Cependant, ces progrès ont été lents. La prise en
charge du cancer du sein métastatique – à la différence de la prise en charge au stade précoce – a
souffert du manque de collaborations fortes sur le
plan international, tant sur le plan clinique que sur
celui de la recherche de transfert pouvant accélérer
les avancées thérapeutiques. L’European School of
Oncology (ESO) a établi, depuis 2004, un groupe
de réflexion soulignant la nécessité d’une approche
multidisciplinaire, d’une prise en charge dans des
unités spécialisées dans le cancer du sein, d’une
médecine personnalisée et d’une connaissance des
spécificités propres du cancer du sein en situation
avancée. En introduction, Fatima Cardoso a pointé
le besoin urgent de développer des recommandations fortes, standardisées, reposant sur une base
scientifique solide et pouvant être appliquées sur le
plan international. La mise en pratique de recommandations de haute qualité dans les cancers du
sein au stade précoce a eu un impact significatif
sur la survie des patientes. Le but est le même pour
le stade métastatique. Malgré l’hétérogénéité des
présentations au stade avancé, les recommandations
pourraient faciliter la recherche, avec une meilleure
détermination du pronostic et de l’efficacité des
traitements, permettant une approche prospective et
une nouvelle génération d’essais cliniques. De plus,
dans certains pays, la publication de ces recommandations peut influer sur la prise en charge économique des patientes.
Après 2 jours de présentations incluant la biologie,
l’imagerie et les approches thérapeutiques multidisciplinaires, s’est tenue la session de consensus
incluant un panel international d’une trentaine
d’experts représentatifs de cette multidisciplinarité
ainsi que des représentantes de comités de patientes.
Cet article constitue un compte-rendu immédiat.

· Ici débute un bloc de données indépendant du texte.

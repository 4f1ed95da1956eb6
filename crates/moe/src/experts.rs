//! Fused expert evaluation:
//! `out[m] = Σ_j w[m, j] · (gelu_tanh(x[m] · w1[e]ᵀ) · w2[e]ᵀ)` with
//! `e = ids[m, j]`.
//!
//! Tokens are processed in chunks. Each chunk picks a [`MoeKernelConfig`]
//! for its token count; the routed slots are grouped per expert into blocks
//! of `BLOCK_SIZE_M` by [`align_slots`] and `GROUP_SIZE_M` blocks run as one
//! parallel task.

use candle_core::{CpuStorage, InplaceOp1, Layout, Tensor};
use elementwise::UnaryKind;
use opkit_core::{
    checks::{expect_index_dtype, expect_rank, expect_same_device, expect_shape},
    dtype::ensure_float,
    host::{read_f32, read_indices, with_f32_slice_mut, write_f32},
    testing::log_call,
    OpError, Result,
};
use quant_gemm::decode_int8;
use rayon::prelude::*;

use crate::{
    align::align_slots,
    config::{config_dtype_str, select_config, MoeKernelConfig},
    routing::RoutingMethod,
};

/// Tokens evaluated per chunk.
pub const DEFAULT_CHUNK_SIZE: usize = 65536;

/// Optional behaviour of [`fused_experts`].
#[derive(Debug, Clone)]
pub struct ExpertOptions {
    /// Weights are int8 (`U8` bytes or `I64` values) dequantized with
    /// per-output-channel scales `w1_scale [E, N]` and `w2_scale [E, K]`.
    pub int8_w8a16: bool,
    pub w1_scale: Option<Tensor>,
    pub w2_scale: Option<Tensor>,
    pub chunk_size: usize,
    /// Replaces the tuned or default kernel config.
    pub override_config: Option<MoeKernelConfig>,
    /// Write the result into `hidden`.
    pub inplace: bool,
}

impl Default for ExpertOptions {
    fn default() -> Self {
        Self {
            int8_w8a16: false,
            w1_scale: None,
            w2_scale: None,
            chunk_size: DEFAULT_CHUNK_SIZE,
            override_config: None,
            inplace: false,
        }
    }
}

impl ExpertOptions {
    pub fn int8_w8a16(w1_scale: Tensor, w2_scale: Tensor) -> Self {
        Self {
            int8_w8a16: true,
            w1_scale: Some(w1_scale),
            w2_scale: Some(w2_scale),
            ..Self::default()
        }
    }

    pub fn with_chunk_size(mut self, chunk_size: usize) -> Self {
        self.chunk_size = chunk_size;
        self
    }

    pub fn with_config(mut self, config: MoeKernelConfig) -> Self {
        self.override_config = Some(config);
        self
    }

    /// Forces `BLOCK_SIZE_M`, keeping the rest of any override.
    pub fn with_block_size(mut self, block_size: usize) -> Self {
        let base = self.override_config.unwrap_or_default();
        self.override_config = Some(MoeKernelConfig {
            block_size_m: block_size,
            ..base
        });
        self
    }

    pub fn in_place(mut self) -> Self {
        self.inplace = true;
        self
    }
}

/// Expert weights `[E, rows, cols]` as `f32`, dequantized when needed.
fn expert_weights(
    w: &Tensor,
    name: &'static str,
    scale: Option<&Tensor>,
    scale_name: &'static str,
    int8: bool,
) -> Result<Vec<f32>> {
    let dims = expect_rank(w, 3, name)?;
    let (e, rows, cols) = (dims[0], dims[1], dims[2]);
    if !int8 {
        ensure_float(w.dtype(), name)?;
        return read_f32(w);
    }
    let scale = scale.ok_or_else(|| OpError::argument(scale_name, "required for int8_w8a16 weights"))?;
    ensure_float(scale.dtype(), scale_name)?;
    if scale.dims() != [e, rows] && scale.dims() != [e, rows, 1] {
        return Err(OpError::shape(format!(
            "{scale_name} {:?} must be [{e}, {rows}] or [{e}, {rows}, 1]",
            scale.dims()
        )));
    }
    let scales = read_f32(scale)?;
    let q = decode_int8(w, name)?;
    Ok(q
        .chunks(cols.max(1))
        .zip(&scales)
        .flat_map(|(row, &s)| row.iter().map(move |&v| v as f32 * s))
        .collect())
}

/// `out = weights · x` walked in `row_tile x col_tile` tiles.
fn matvec(weights: &[f32], rows: usize, cols: usize, x: &[f32], out: &mut [f32], config: &MoeKernelConfig) {
    let (row_tile, col_tile) = (config.block_size_n, config.block_size_k);
    for r0 in (0..rows).step_by(row_tile) {
        let r1 = (r0 + row_tile).min(rows);
        let tile_out = &mut out[r0..r1];
        tile_out.iter_mut().for_each(|y| *y = 0.0);
        for c0 in (0..cols).step_by(col_tile) {
            let c1 = (c0 + col_tile).min(cols);
            for (r, y) in tile_out.iter_mut().enumerate() {
                let row = &weights[(r0 + r) * cols..(r0 + r + 1) * cols];
                *y += row[c0..c1].iter().zip(&x[c0..c1]).map(|(w, v)| w * v).sum::<f32>();
            }
        }
    }
}

struct WriteBack<'a> {
    values: &'a [f32],
}

impl InplaceOp1 for WriteBack<'_> {
    fn name(&self) -> &'static str {
        "fused_experts_"
    }

    fn cpu_fwd(&self, storage: &mut CpuStorage, layout: &Layout) -> candle_core::Result<()> {
        with_f32_slice_mut(storage, layout, "fused_experts_", |dst| {
            if dst.len() != self.values.len() {
                return Err(candle_core::Error::Msg(format!(
                    "fused_experts_: {} results for {} hidden values",
                    self.values.len(),
                    dst.len()
                )));
            }
            dst.copy_from_slice(self.values);
            Ok(())
        })
    }
}

fn check_in_place_target(hidden: &Tensor) -> Result<()> {
    if !hidden.device().is_cpu() {
        return Err(OpError::UnsupportedDevice { op: "fused_experts_" });
    }
    if !hidden.is_contiguous() {
        return Err(OpError::argument("hidden", "in-place target must be contiguous"));
    }
    Ok(())
}

/// Evaluates the routed experts for `hidden [M, K]`.
///
/// `w1 [E, N, K]`, `w2 [E, K, N]`, `topk_weights`/`topk_ids` `[M, topk]`.
/// The output keeps the dtype of `hidden`. With `opts.inplace` the result is
/// also written into `hidden` and the returned tensor shares its storage.
pub fn fused_experts(
    hidden: &Tensor,
    w1: &Tensor,
    w2: &Tensor,
    topk_weights: &Tensor,
    topk_ids: &Tensor,
    opts: &ExpertOptions,
) -> Result<Tensor> {
    if opts.inplace {
        fused_experts_(hidden, w1, w2, topk_weights, topk_ids, opts)?;
        return Ok(hidden.clone());
    }
    let (out, dims) = evaluate("fused_experts", hidden, w1, w2, topk_weights, topk_ids, opts)?;
    write_f32(out, &dims, hidden.dtype(), hidden.device())
}

/// [`fused_experts`] overwriting `hidden` with the result.
pub fn fused_experts_(
    hidden: &Tensor,
    w1: &Tensor,
    w2: &Tensor,
    topk_weights: &Tensor,
    topk_ids: &Tensor,
    opts: &ExpertOptions,
) -> Result<()> {
    check_in_place_target(hidden)?;
    let (out, _) = evaluate("fused_experts_", hidden, w1, w2, topk_weights, topk_ids, opts)?;
    hidden.inplace_op1(&WriteBack { values: &out })?;
    Ok(())
}

fn evaluate(
    op: &'static str,
    hidden: &Tensor,
    w1: &Tensor,
    w2: &Tensor,
    topk_weights: &Tensor,
    topk_ids: &Tensor,
    opts: &ExpertOptions,
) -> Result<(Vec<f32>, [usize; 2])> {
    log_call(
        op,
        &[
            ("hidden", hidden),
            ("w1", w1),
            ("w2", w2),
            ("topk_weights", topk_weights),
            ("topk_ids", topk_ids),
        ],
    );
    expect_same_device(&[(hidden, "hidden"), (w1, "w1"), (w2, "w2"), (topk_ids, "topk_ids")])?;
    ensure_float(hidden.dtype(), "hidden")?;
    let hd = expect_rank(hidden, 2, "hidden")?;
    let (m, k) = (hd[0], hd[1]);
    let w1d = expect_rank(w1, 3, "w1")?;
    let (e, n) = (w1d[0], w1d[1]);
    if w1d[2] != k {
        return Err(OpError::shape(format!("w1 {w1d:?} must be [E, N, {k}]")));
    }
    expect_shape(w2, &[e, k, n], "w2")?;
    expect_index_dtype(topk_ids, "topk_ids")?;
    let td = expect_rank(topk_ids, 2, "topk_ids")?;
    let topk = td[1];
    if td[0] != m {
        return Err(OpError::shape(format!("topk_ids {td:?} must have {m} rows")));
    }
    expect_shape(topk_weights, td, "topk_weights")?;
    ensure_float(topk_weights.dtype(), "topk_weights")?;
    if opts.chunk_size == 0 {
        return Err(OpError::argument("chunk_size", "must be positive"));
    }
    if let Some(config) = &opts.override_config {
        config.validate()?;
    }
    let dtype_str = config_dtype_str(opts.int8_w8a16, hidden.dtype());

    let w1v = expert_weights(w1, "w1", opts.w1_scale.as_ref(), "w1_scale", opts.int8_w8a16)?;
    let w2v = expert_weights(w2, "w2", opts.w2_scale.as_ref(), "w2_scale", opts.int8_w8a16)?;
    let x = read_f32(hidden)?;
    let weights = read_f32(topk_weights)?;
    let ids = read_indices(topk_ids, "topk_ids")?
        .into_iter()
        .map(|id| match usize::try_from(id) {
            Ok(id) if id < e => Ok(id),
            _ => Err(OpError::argument("topk_ids", format!("expert {id} outside 0..{e}"))),
        })
        .collect::<Result<Vec<_>>>()?;

    let mut out = vec![0f32; m * k];
    let gelu = UnaryKind::GeluTanh;
    for start in (0..m).step_by(opts.chunk_size) {
        let end = (start + opts.chunk_size).min(m);
        let chunk_ids = &ids[start * topk..end * topk];
        let config = select_config(end - start, e, n, dtype_str, opts.override_config.as_ref());
        let blocks = align_slots(chunk_ids, config.block_size_m, e)?;
        let num_blocks = blocks.num_blocks();
        log::debug!("{op} chunk {start}..{end}: {num_blocks} blocks, {config:?}");

        let eval_block = |b: usize| {
            let (expert, slots) = blocks.block(b);
            let w1e = &w1v[expert * n * k..(expert + 1) * n * k];
            let w2e = &w2v[expert * k * n..(expert + 1) * k * n];
            let mut act = vec![0f32; n];
            slots
                .iter()
                .map(|&slot| {
                    let token = start + slot / topk;
                    matvec(w1e, n, k, &x[token * k..(token + 1) * k], &mut act, &config);
                    act.iter_mut().for_each(|v| *v = gelu.eval_f32(*v));
                    let mut y = vec![0f32; k];
                    matvec(w2e, k, n, &act, &mut y, &config);
                    let route = weights[start * topk + slot];
                    y.iter_mut().for_each(|v| *v *= route);
                    (slot, y)
                })
                .collect::<Vec<_>>()
        };

        // (slot within chunk, weighted expert output)
        let group = config.group_size_m;
        let partials: Vec<(usize, Vec<f32>)> = (0..num_blocks.div_ceil(group))
            .into_par_iter()
            .flat_map_iter(|g| (g * group..((g + 1) * group).min(num_blocks)).flat_map(&eval_block))
            .collect();

        for (slot, y) in partials {
            let token = start + slot / topk;
            for (acc, v) in out[token * k..(token + 1) * k].iter_mut().zip(y) {
                *acc += v;
            }
        }
    }
    Ok((out, [m, k]))
}

/// Routes `gating [M, E]` with `routing` and evaluates the chosen experts.
#[allow(clippy::too_many_arguments)]
pub fn fused_moe(
    hidden: &Tensor,
    w1: &Tensor,
    w2: &Tensor,
    gating: &Tensor,
    topk: usize,
    renormalize: bool,
    routing: &RoutingMethod,
    opts: &ExpertOptions,
) -> Result<Tensor> {
    let hd = expect_rank(hidden, 2, "hidden")?;
    let e = expect_rank(w1, 3, "w1")?[0];
    expect_shape(gating, &[hd[0], e], "gating")?;
    let (weights, ids) = routing.route(gating, topk, renormalize)?;
    fused_experts(hidden, w1, w2, &weights, &ids, opts)
}

#[cfg(test)]
mod tests {
    use super::*;
    use candle_core::{DType, Device};

    #[test]
    fn single_expert_matches_dense_formula() -> Result<()> {
        let device = Device::Cpu;
        let hidden = Tensor::from_vec(vec![1.0f32, -1.0], (1, 2), &device)?;
        // E = 1, N = 1, K = 2
        let w1 = Tensor::from_vec(vec![0.5f32, 0.25], (1, 1, 2), &device)?;
        let w2 = Tensor::from_vec(vec![2.0f32, -4.0], (1, 2, 1), &device)?;
        let weights = Tensor::from_vec(vec![0.5f32], (1, 1), &device)?;
        let ids = Tensor::from_vec(vec![0u32], (1, 1), &device)?;
        let out = fused_experts(&hidden, &w1, &w2, &weights, &ids, &ExpertOptions::default())?;
        let g = UnaryKind::GeluTanh.eval_f32(0.25);
        let out = out.to_vec2::<f32>()?;
        assert!((out[0][0] - 0.5 * 2.0 * g).abs() < 1e-6);
        assert!((out[0][1] + 0.5 * 4.0 * g).abs() < 1e-6);
        Ok(())
    }

    #[test]
    fn int8_weights_need_scales() -> Result<()> {
        let device = Device::Cpu;
        let hidden = Tensor::zeros((1, 2), DType::F32, &device)?;
        let w1 = Tensor::zeros((1, 1, 2), DType::U8, &device)?;
        let w2 = Tensor::zeros((1, 2, 1), DType::U8, &device)?;
        let weights = Tensor::ones((1, 1), DType::F32, &device)?;
        let ids = Tensor::zeros((1, 1), DType::U32, &device)?;
        let opts = ExpertOptions {
            int8_w8a16: true,
            ..ExpertOptions::default()
        };
        assert!(matches!(
            fused_experts(&hidden, &w1, &w2, &weights, &ids, &opts),
            Err(OpError::InvalidArgument { arg: "w1_scale", .. })
        ));
        Ok(())
    }

    #[test]
    fn tiled_matvec_covers_ragged_edges() {
        // 3 x 5 weights, tiles of 2 rows x 2 cols
        let weights: Vec<f32> = (0..15).map(|v| v as f32).collect();
        let x = [1.0f32, -1.0, 2.0, 0.5, 1.0];
        let tiles = MoeKernelConfig {
            block_size_n: 2,
            block_size_k: 2,
            ..MoeKernelConfig::default()
        };
        let mut out = [f32::NAN; 3];
        matvec(&weights, 3, 5, &x, &mut out, &tiles);
        let want: Vec<f32> = weights.chunks(5).map(|row| row.iter().zip(&x).map(|(w, v)| w * v).sum()).collect();
        assert_eq!(out.to_vec(), want);
    }

    #[test]
    fn block_size_override_keeps_other_fields() {
        let tiles = MoeKernelConfig {
            block_size_n: 8,
            ..MoeKernelConfig::default()
        };
        let opts = ExpertOptions::default().with_config(tiles).with_block_size(4);
        let config = opts.override_config.unwrap();
        assert_eq!((config.block_size_m, config.block_size_n), (4, 8));
    }
}
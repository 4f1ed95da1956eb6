//! Numerical comparison and timing helpers for tests, benches and the CLI.

use std::time::Instant;

use candle_core::Tensor;

use crate::config::OpsConfig;
use crate::error::{OpError, Result};
use crate::host::read_f32;

/// Outcome of [`check_allclose`].
#[derive(Debug, Clone, PartialEq)]
pub struct AllcloseReport {
    pub passed: bool,
    pub mismatched: usize,
    pub total: usize,
    pub max_delta: f32,
}

impl AllcloseReport {
    pub fn mismatch_ratio(&self) -> f64 {
        if self.total == 0 {
            0.0
        } else {
            self.mismatched as f64 / self.total as f64
        }
    }
}

/// Elementwise `|a - b| <= atol + rtol * |b|` comparison.
///
/// Failures are logged with up to eight offending pairs when more than 1% of
/// elements disagree, otherwise only the summary line is logged.
pub fn check_allclose(a: &Tensor, b: &Tensor, rtol: f32, atol: f32, msg: &str) -> Result<AllcloseReport> {
    if a.dims() != b.dims() {
        return Err(OpError::shape(format!(
            "{msg}: cannot compare shapes {:?} and {:?}",
            a.dims(),
            b.dims()
        )));
    }
    let lhs = read_f32(a)?;
    let rhs = read_f32(b)?;

    let mut mismatched = Vec::new();
    let mut max_delta = 0.0f32;
    for (idx, (&x, &y)) in lhs.iter().zip(rhs.iter()).enumerate() {
        let delta = (x - y).abs();
        let both_nan = x.is_nan() && y.is_nan();
        let close = both_nan || x == y || delta <= atol + rtol * y.abs();
        if !close {
            if delta.is_nan() || delta > max_delta {
                max_delta = delta;
            }
            mismatched.push(idx);
        }
    }

    let report = AllcloseReport {
        passed: mismatched.is_empty(),
        mismatched: mismatched.len(),
        total: lhs.len(),
        max_delta,
    };

    if report.passed {
        log::info!("{msg}[allclose atol={atol} rtol={rtol} passed]");
    } else {
        if report.mismatch_ratio() > 0.01 {
            let shown: Vec<(usize, f32, f32)> = mismatched
                .iter()
                .take(8)
                .map(|&idx| (idx, lhs[idx], rhs[idx]))
                .collect();
            log::info!(
                "{msg}[allclose atol={atol} rtol={rtol} failed] shape={:?} first mismatches (index, a, b): {shown:?}",
                a.dims()
            );
        } else {
            log::info!("{msg}[allclose atol={atol} rtol={rtol} warning] a and b are not all close");
        }
        log::info!(
            "{msg} max delta {} over {:.1}% ({} of {}) elements",
            report.max_delta,
            report.mismatch_ratio() * 100.0,
            report.mismatched,
            report.total
        );
    }
    Ok(report)
}

/// Timing summary returned by [`run_perftest`].
#[derive(Debug, Clone, PartialEq)]
pub struct PerfStats {
    pub iters: usize,
    pub avg_us: f64,
    pub min_us: f64,
}

/// Runs `f` `warmup` times untimed, then `iters` timed iterations.
///
/// Returns the last result with the measured statistics. Host kernels are
/// synchronous, so wall-clock time is the kernel time.
pub fn run_perftest<T, F>(iters: usize, warmup: usize, mut f: F) -> Result<(T, PerfStats)>
where
    F: FnMut() -> Result<T>,
{
    if iters == 0 {
        return Err(OpError::argument("iters", "must run at least one iteration"));
    }
    for _ in 0..warmup {
        f()?;
    }
    let mut total = 0.0f64;
    let mut min_us = f64::INFINITY;
    let mut last = None;
    for _ in 0..iters {
        let start = Instant::now();
        let value = f()?;
        let elapsed = start.elapsed().as_secs_f64() * 1e6;
        total += elapsed;
        min_us = min_us.min(elapsed);
        last = Some(value);
    }
    let stats = PerfStats {
        iters,
        avg_us: total / iters as f64,
        min_us,
    };
    log::info!("avg: {:.2} us/iter (min {:.2})", stats.avg_us, stats.min_us);
    let value = last.ok_or_else(|| OpError::argument("iters", "no iteration produced a value"))?;
    Ok((value, stats))
}

/// [`run_perftest`] with iteration counts from [`OpsConfig::global`].
pub fn run_perftest_default<T, F>(f: F) -> Result<(T, PerfStats)>
where
    F: FnMut() -> Result<T>,
{
    let perf = &OpsConfig::global().perf;
    run_perftest(perf.iters, perf.warmup, f)
}

/// One-line description of a tensor operand: shape, dtype, device.
pub fn describe_tensor(tensor: &Tensor) -> String {
    format!("{:?} {:?} {:?}", tensor.dims(), tensor.dtype(), tensor.device().location())
}

/// Logs operator operands when `log_args` is enabled in the global config.
pub fn log_call(op: &str, args: &[(&str, &Tensor)]) {
    if !OpsConfig::global().log_args {
        return;
    }
    let rendered: Vec<String> = args
        .iter()
        .map(|(name, tensor)| format!("{name:<16} = {}", describe_tensor(tensor)))
        .collect();
    log::info!("calling {op}(\n    {}\n)", rendered.join(",\n    "));
}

Une publication dans The Breast est prévue dans
les mois à venir, et certains points seront probablement revus.
Considérations générales
La multidisciplinarité représente un élément crucial
de la prise en charge : oncologues médicaux, radiothérapeutes, chirurgiens, radiologues, pathologistes,
soins de support (psychologues, service social, soins
palliatifs). La prise en charge psychosociale et des
symptômes doit être envisagée dès la première
récidive métastatique. L’incurabilité, toutefois
accompagnée de possibilités de traitement, doit
être expliquée aux patientes en tenant compte des
différences socioculturelles. Un plan de traitement
écrit est souhaitable, mais beaucoup d’experts ont
souligné la difficulté de le remettre, par rapport au
traitement adjuvant, dans la mesure où la planification est particulièrement difficile, avec des modifications thérapeutiques pouvant intervenir tous les
3 mois en fonction des évaluations.
Les patientes doivent intervenir dans la décision
thérapeutique à tous les stades et doivent être
encouragées à se faire accompagner. L’inclusion
dans des essais cliniques après un consentement
éclairé est à privilégier. Cependant, il a également été
souligné une disparité dans la possibilité d’accéder
aux essais cliniques en fonction de la localisation
géographique.
La communauté médicale est consciente des coûts
des traitements, mais, dans la décision thérapeutique, le confort des patientes et l’amélioration de
la survie doivent passer au premier plan.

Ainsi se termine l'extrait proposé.